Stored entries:
++++++++++

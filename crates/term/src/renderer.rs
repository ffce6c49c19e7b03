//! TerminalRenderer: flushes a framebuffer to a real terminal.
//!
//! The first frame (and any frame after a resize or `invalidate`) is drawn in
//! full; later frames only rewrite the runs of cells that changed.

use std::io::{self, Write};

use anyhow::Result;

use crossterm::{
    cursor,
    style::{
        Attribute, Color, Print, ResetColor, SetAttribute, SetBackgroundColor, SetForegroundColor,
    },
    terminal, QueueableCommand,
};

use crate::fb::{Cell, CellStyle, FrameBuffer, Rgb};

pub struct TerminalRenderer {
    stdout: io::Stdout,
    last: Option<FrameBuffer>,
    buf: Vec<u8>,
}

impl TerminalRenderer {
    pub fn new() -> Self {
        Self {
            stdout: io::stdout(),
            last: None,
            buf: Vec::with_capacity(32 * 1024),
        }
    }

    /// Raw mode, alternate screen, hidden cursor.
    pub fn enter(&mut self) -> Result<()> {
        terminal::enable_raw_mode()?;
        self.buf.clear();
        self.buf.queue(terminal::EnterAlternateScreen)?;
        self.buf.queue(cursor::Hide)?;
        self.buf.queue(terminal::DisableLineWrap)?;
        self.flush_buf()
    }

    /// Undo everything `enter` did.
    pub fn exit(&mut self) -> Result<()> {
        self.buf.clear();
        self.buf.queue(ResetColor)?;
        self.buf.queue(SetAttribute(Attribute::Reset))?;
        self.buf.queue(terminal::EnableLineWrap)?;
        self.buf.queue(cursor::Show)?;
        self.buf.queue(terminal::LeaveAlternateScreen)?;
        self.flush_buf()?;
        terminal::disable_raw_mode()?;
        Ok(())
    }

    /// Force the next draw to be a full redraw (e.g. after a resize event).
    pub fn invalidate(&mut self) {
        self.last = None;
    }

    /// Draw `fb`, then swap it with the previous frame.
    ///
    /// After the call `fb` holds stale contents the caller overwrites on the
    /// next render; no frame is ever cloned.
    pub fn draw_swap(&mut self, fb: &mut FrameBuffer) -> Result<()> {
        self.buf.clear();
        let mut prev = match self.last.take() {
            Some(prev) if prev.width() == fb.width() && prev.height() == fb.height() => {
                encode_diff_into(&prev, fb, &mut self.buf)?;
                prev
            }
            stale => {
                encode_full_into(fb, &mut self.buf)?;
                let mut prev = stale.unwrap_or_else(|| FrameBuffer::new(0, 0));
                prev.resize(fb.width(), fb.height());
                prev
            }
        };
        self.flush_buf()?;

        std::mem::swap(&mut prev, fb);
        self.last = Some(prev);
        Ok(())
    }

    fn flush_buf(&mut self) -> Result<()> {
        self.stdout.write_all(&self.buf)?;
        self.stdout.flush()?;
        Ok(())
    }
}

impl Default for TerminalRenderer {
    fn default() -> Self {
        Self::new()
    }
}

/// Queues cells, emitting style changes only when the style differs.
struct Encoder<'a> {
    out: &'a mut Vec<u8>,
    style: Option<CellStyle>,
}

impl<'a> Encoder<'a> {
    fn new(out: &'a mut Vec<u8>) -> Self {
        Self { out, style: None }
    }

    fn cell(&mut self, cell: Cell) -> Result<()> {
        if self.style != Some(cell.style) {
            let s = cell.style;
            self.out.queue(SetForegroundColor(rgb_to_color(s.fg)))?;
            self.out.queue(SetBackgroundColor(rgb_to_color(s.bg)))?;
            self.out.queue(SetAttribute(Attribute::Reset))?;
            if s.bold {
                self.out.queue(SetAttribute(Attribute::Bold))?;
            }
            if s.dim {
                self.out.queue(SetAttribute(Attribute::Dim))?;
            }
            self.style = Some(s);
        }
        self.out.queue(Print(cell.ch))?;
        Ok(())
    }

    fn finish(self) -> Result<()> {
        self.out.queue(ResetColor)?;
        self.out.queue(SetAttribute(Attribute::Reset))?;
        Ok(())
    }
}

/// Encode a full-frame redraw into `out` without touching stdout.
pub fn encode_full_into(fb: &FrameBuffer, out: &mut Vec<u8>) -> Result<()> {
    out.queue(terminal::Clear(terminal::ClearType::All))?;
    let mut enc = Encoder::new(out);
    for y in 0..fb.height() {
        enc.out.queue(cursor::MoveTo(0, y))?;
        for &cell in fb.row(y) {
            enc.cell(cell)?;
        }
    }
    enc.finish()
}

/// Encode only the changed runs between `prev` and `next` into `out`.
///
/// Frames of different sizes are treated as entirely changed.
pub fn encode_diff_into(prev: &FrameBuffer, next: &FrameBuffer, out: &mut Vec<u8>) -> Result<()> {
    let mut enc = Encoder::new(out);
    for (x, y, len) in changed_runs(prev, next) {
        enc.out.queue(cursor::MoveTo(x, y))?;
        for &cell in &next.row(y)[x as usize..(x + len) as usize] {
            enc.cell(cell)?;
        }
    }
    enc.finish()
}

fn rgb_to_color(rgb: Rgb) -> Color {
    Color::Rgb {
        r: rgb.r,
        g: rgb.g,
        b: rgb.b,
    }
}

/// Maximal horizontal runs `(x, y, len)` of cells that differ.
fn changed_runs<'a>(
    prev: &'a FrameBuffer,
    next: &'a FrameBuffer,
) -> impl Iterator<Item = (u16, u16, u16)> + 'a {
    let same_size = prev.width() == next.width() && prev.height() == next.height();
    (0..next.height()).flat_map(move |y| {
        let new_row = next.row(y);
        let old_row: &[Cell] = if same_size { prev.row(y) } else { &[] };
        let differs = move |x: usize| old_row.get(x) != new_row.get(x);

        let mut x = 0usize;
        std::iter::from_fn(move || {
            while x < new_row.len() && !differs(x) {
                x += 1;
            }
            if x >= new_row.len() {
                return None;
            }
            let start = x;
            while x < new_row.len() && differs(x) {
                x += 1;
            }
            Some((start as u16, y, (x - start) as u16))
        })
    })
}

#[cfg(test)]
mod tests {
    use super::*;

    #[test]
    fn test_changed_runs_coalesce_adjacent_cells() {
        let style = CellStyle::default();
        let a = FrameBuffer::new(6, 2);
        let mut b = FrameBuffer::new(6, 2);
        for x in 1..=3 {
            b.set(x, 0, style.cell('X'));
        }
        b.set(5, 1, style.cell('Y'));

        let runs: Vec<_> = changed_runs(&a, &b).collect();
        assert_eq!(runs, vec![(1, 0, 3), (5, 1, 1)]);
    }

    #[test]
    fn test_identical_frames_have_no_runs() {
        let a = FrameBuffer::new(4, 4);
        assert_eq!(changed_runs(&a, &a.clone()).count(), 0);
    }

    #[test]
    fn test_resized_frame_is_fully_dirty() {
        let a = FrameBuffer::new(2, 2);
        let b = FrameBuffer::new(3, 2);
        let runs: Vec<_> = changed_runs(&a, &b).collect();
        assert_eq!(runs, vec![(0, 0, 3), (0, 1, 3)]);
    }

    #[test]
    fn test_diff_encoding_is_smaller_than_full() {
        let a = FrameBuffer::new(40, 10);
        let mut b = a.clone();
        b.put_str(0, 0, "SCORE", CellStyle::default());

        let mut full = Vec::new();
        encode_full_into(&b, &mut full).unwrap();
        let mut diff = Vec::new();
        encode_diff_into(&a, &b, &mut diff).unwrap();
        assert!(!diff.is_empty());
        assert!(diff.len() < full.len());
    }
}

++++++++++

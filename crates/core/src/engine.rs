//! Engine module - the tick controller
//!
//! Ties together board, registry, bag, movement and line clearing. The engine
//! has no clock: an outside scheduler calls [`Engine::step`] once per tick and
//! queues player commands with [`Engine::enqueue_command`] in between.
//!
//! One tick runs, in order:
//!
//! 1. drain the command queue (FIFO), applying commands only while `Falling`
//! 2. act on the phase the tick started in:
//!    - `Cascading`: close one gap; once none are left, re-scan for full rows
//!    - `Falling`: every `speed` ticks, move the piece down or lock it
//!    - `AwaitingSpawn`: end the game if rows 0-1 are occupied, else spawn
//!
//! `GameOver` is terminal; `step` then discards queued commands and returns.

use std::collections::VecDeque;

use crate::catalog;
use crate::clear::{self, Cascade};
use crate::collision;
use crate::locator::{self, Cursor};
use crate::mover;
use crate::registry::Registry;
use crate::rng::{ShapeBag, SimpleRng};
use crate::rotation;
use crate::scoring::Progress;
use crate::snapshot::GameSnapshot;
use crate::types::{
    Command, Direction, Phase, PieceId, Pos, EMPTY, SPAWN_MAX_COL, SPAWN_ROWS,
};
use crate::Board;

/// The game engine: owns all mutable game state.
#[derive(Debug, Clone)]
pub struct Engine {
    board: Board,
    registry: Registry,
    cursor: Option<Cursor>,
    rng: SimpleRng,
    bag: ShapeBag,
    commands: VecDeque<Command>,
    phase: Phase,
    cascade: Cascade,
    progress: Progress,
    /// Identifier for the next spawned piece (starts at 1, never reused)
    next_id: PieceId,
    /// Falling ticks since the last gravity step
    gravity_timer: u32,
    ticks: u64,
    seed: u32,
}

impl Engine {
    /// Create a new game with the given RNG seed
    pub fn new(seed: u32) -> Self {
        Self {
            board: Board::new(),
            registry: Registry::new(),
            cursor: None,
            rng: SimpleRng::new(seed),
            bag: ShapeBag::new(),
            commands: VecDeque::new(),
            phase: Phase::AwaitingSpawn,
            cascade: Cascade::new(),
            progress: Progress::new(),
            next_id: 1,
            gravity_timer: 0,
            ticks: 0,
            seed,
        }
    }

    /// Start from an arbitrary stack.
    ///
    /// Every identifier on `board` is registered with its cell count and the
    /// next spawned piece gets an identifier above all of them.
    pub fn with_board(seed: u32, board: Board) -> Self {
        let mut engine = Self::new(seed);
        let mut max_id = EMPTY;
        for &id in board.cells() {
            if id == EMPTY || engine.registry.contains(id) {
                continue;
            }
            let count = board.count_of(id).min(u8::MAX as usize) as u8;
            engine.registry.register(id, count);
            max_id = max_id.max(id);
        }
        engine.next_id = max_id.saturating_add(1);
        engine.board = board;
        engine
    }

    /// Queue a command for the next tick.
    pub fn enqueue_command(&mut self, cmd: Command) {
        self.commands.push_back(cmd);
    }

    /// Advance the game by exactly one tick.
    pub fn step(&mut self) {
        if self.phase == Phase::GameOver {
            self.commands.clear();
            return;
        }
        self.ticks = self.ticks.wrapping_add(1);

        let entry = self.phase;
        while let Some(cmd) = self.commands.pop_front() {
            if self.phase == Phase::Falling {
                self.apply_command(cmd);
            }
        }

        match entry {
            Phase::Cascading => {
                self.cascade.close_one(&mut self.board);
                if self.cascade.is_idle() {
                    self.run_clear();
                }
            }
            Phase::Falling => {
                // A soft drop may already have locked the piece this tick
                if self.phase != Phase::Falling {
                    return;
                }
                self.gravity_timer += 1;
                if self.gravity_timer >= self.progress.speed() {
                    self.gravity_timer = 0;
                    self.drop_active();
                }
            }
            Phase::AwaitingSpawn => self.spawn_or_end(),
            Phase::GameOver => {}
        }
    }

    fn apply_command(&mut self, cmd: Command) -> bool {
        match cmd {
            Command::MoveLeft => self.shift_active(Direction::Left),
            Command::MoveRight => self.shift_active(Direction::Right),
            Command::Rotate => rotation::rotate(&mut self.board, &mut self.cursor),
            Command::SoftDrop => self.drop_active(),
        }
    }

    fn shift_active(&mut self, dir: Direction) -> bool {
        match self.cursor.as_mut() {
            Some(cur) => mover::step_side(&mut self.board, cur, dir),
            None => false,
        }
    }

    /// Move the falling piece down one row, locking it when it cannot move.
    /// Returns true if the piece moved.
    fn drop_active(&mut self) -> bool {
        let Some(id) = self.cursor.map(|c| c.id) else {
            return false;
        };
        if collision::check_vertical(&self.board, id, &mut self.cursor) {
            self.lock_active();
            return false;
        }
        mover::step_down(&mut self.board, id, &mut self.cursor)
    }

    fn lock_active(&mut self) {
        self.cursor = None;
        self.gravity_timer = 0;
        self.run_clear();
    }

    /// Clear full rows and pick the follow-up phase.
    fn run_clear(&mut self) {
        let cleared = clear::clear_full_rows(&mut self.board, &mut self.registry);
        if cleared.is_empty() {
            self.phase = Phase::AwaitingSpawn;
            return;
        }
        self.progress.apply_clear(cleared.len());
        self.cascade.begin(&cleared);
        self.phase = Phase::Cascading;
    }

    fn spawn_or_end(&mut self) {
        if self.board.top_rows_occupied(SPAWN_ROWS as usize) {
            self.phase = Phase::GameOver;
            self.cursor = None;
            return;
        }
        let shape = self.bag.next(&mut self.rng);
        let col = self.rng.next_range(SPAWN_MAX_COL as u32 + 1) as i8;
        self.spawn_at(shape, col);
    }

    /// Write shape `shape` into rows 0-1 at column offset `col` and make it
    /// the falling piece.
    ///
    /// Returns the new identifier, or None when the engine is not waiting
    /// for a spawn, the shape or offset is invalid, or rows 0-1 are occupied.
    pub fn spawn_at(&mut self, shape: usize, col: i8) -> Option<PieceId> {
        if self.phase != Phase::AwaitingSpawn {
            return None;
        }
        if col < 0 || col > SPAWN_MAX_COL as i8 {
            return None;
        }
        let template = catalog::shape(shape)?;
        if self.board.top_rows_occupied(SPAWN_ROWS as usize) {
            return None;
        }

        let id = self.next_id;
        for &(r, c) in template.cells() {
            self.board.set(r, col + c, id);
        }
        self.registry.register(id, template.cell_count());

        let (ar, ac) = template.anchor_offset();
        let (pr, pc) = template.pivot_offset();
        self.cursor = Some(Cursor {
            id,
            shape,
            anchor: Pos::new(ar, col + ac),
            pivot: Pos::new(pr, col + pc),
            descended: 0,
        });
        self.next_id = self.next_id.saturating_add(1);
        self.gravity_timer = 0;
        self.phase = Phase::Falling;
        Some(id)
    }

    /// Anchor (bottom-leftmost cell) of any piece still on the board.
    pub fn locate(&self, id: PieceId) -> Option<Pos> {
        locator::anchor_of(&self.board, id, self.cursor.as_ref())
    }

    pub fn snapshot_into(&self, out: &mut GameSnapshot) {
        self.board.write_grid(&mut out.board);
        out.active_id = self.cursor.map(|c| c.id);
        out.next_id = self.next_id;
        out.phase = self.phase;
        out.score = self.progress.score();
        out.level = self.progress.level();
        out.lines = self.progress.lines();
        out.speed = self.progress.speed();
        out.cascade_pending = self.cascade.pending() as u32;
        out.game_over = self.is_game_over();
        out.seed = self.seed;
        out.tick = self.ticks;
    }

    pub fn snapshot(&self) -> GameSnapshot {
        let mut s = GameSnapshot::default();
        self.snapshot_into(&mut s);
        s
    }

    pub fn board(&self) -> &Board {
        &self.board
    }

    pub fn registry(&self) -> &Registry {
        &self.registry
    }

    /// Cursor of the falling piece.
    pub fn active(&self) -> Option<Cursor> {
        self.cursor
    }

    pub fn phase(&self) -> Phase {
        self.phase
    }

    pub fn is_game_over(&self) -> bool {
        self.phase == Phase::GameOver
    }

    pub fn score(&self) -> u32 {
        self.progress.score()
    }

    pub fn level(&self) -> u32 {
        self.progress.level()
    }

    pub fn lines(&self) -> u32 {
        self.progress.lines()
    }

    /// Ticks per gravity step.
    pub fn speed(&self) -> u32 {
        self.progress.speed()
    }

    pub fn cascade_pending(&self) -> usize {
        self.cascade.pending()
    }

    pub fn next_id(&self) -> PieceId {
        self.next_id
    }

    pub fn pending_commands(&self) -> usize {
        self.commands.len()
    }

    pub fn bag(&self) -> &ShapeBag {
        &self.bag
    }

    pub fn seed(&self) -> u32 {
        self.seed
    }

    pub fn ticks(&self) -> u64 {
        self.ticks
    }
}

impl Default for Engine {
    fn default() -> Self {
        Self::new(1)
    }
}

++++++++++

Action item » Would you copy out exactly the lines above that start at the one containing "self.out.queue(SetForegroundColor(rgb_to_color(s.fg)))?;" and end at the one containing "without touching stdout.", inclusive?

Result of the exercise »
            self.out.queue(SetForegroundColor(rgb_to_color(s.fg)))?;
            self.out.queue(SetBackgroundColor(rgb_to_color(s.bg)))?;
            self.out.queue(SetAttribute(Attribute::Reset))?;
            if s.bold {
                self.out.queue(SetAttribute(Attribute::Bold))?;
            }
            if s.dim {
                self.out.queue(SetAttribute(Attribute::Dim))?;
            }
            self.style = Some(s);
        }
        self.out.queue(Print(cell.ch))?;
        Ok(())
    }

    fn finish(self) -> Result<()> {
        self.out.queue(ResetColor)?;
        self.out.queue(SetAttribute(Attribute::Reset))?;
        Ok(())
    }
}

/// Encode a full-frame redraw into `out` without touching stdout.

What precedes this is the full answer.